Actually that should read; 5.51 STANDARD DEVIATIONS FROM THE MEAN!!!!
So, what does that mean?
Well, remember from the diagram above that more than 99% of your data should be within 3 standard deviations of the mean in a normal distribution. So, based upon the statistics of players who played before the time PEDs were thought to have become a problem in baseball, we could play hundreds and hundreds and hundreds more years of baseball and we wouldn’t expect to find hardly anyone at age 37 hitting more than the mean plus 3 standard deviations, or about 50 home runs in a season (This is kind of born out in that even the greatest home run hitters ever, only managed 41 and 47).
Bonds is another 2-plus standard deviations away! There simply aren’t outliers that far out. Just liars.
Okay, cheap shot. Yes. But we can put an actual number on the improbability.
Take that 5.51 number (for those of you who have had anything beyond a basic stats class, you might also know this as a Z-score) and compare it to what’s called a standard normal. A standard normal is just a normal distribution with a mean of zero and a standard deviation of one. By using a standard normal distribution and a Z-score you can calculate the probability of what Bonds did. Ready?

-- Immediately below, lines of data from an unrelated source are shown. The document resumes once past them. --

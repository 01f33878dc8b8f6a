/*!
 * Program Loader
 * Parses the textual program-definition format into instruction lists
 */

use crate::core::errors::LoadError;
use crate::process::Instruction;
use log::info;
use std::path::Path;

/// One parsed process definition, in file order
#[derive(Debug, Clone, PartialEq, Eq)]
pub struct Program {
    pub name: String,
    pub instructions: Vec<Instruction>,
}

/// Load and parse a program file.
///
/// Format, one item per line:
/// ```text
/// # comment
/// program P1
/// resource(1, allocate)
/// wait(2)
/// end
/// ```
pub fn load_programs(path: impl AsRef<Path>) -> Result<Vec<Program>, LoadError> {
    let source = std::fs::read_to_string(path.as_ref())?;
    let programs = parse(&source)?;
    info!(
        "loaded {} programs from {}",
        programs.len(),
        path.as_ref().display()
    );
    Ok(programs)
}

/// Parse program definitions from text. Blank lines and `#` comments are
/// skipped; legacy `for`/`next` loop markers are ignored.
pub fn parse(source: &str) -> Result<Vec<Program>, LoadError> {
    let mut programs: Vec<Program> = Vec::new();

    for (index, raw) in source.lines().enumerate() {
        let line = index + 1;
        let text = raw.trim();
        if text.is_empty() || text.starts_with('#') {
            continue;
        }

        if let Some(rest) = text.strip_prefix("program") {
            let name = rest.trim();
            if name.is_empty() {
                return Err(LoadError::UnknownInstruction {
                    line,
                    text: text.into(),
                });
            }
            if programs.iter().any(|p| p.name == name) {
                return Err(LoadError::DuplicateProgram {
                    line,
                    name: name.into(),
                });
            }
            programs.push(Program {
                name: name.into(),
                instructions: Vec::new(),
            });
            continue;
        }

        let instruction = parse_instruction(text, line)?;
        match programs.last_mut() {
            Some(program) => {
                if let Some(instruction) = instruction {
                    program.instructions.push(instruction);
                }
            }
            None => {
                return Err(LoadError::MissingHeader {
                    line,
                    text: text.into(),
                })
            }
        }
    }

    Ok(programs)
}

/// `Ok(None)` for lines that are valid but carry no instruction
fn parse_instruction(text: &str, line: usize) -> Result<Option<Instruction>, LoadError> {
    if text == "end" {
        return Ok(Some(Instruction::End));
    }
    if text.starts_with("for") || text.starts_with("next") {
        return Ok(None);
    }

    if let Some(args) = argument_list(text, "wait") {
        let ticks = args.trim().parse().map_err(|_| LoadError::InvalidNumber {
            line,
            text: text.into(),
        })?;
        return Ok(Some(Instruction::Wait(ticks)));
    }

    if let Some(args) = argument_list(text, "resource") {
        let (id, op) = args.split_once(',').ok_or_else(|| LoadError::UnknownInstruction {
            line,
            text: text.into(),
        })?;
        let resource = id.trim().parse().map_err(|_| LoadError::InvalidNumber {
            line,
            text: text.into(),
        })?;
        let op = op.trim();
        if op != "allocate" {
            return Err(LoadError::UnsupportedOperation {
                line,
                op: op.into(),
            });
        }
        return Ok(Some(Instruction::Request(resource)));
    }

    Err(LoadError::UnknownInstruction {
        line,
        text: text.into(),
    })
}

/// Strip `keyword(` ... `)` and return the raw argument text
fn argument_list<'a>(text: &'a str, keyword: &str) -> Option<&'a str> {
    text.strip_prefix(keyword)?
        .trim_start()
        .strip_prefix('(')?
        .strip_suffix(')')
}

#[cfg(test)]
mod tests {
    use super::*;
    use pretty_assertions::assert_eq;

    #[test]
    fn test_parse_two_programs() {
        let source = "\
# classic deadlock pair
program P1
resource(1, allocate)
wait(2)
resource(2, allocate)
end

program P2
resource(2, allocate)
wait(1)
resource(1, allocate)
end
";
        let programs = parse(source).unwrap();
        assert_eq!(programs.len(), 2);
        assert_eq!(programs[0].name, "P1");
        assert_eq!(
            programs[0].instructions,
            vec![
                Instruction::Request(1),
                Instruction::Wait(2),
                Instruction::Request(2),
                Instruction::End,
            ]
        );
        assert_eq!(programs[1].instructions.len(), 4);
    }

    #[test]
    fn test_loop_markers_are_ignored() {
        let source = "program P1\nfor i = 1 to 3\nwait(1)\nnext i\nend\n";
        let programs = parse(source).unwrap();
        assert_eq!(
            programs[0].instructions,
            vec![Instruction::Wait(1), Instruction::End]
        );
    }

    #[test]
    fn test_instruction_before_header() {
        let err = parse("wait(1)\n").unwrap_err();
        assert!(matches!(err, LoadError::MissingHeader { line: 1, .. }));
    }

    #[test]
    fn test_unknown_instruction() {
        let err = parse("program P1\nspin(3)\n").unwrap_err();
        assert!(matches!(err, LoadError::UnknownInstruction { line: 2, .. }));
    }

    #[test]
    fn test_bad_wait_duration() {
        let err = parse("program P1\nwait(soon)\n").unwrap_err();
        assert!(matches!(err, LoadError::InvalidNumber { line: 2, .. }));
    }

    #[test]
    fn test_unsupported_resource_operation() {
        let err = parse("program P1\nresource(1, release)\n").unwrap_err();
        assert!(matches!(
            err,
            LoadError::UnsupportedOperation { line: 2, ref op } if op == "release"
        ));
    }

    #[test]
    fn test_duplicate_program_name() {
        let err = parse("program P1\nend\nprogram P1\nend\n").unwrap_err();
        assert!(matches!(err, LoadError::DuplicateProgram { line: 3, .. }));
    }
}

It’s so remote it doesn’t even exist.
Sort of. Going up from zero, most standard normal tables stop at Z-scores of 3.89. Huh?
What that means is once you get something that is roughly 4 or more standard deviations from the mean, statistically it’s so close to a zero-probability event that statisticians don’t even bother. Remember that almost alll of the data points should be within 3 standard deviations and the farther out you go the smaller the tails get.
Bonds was 5.51. Think about that for a second.
In fact the two textbooks I own with Z-score tables both stopped short of 4. I had to go search online for a table with values large enough.
Once you get to 5.51 standard deviations, the probability of a 37-year old hitting 73 homers is .000000019 (that’s seven zeros before getting to that one-nine).
To put it another way, from a statistical standpoint, almost 53 million sluggers need to play meaningful baseball through the age of 37 before you would expect to see one guy who hits 73 home runs in a season.
Fifty. Three. Million.
So far, in the 125-year history of the game, there have been about 50 sluggers playing meaning baseball after age 37.
Again. Fifty-three million. Compare that to less than fifty.
If you think Bonds is 1-in-a-million, you are off by a factor of 53.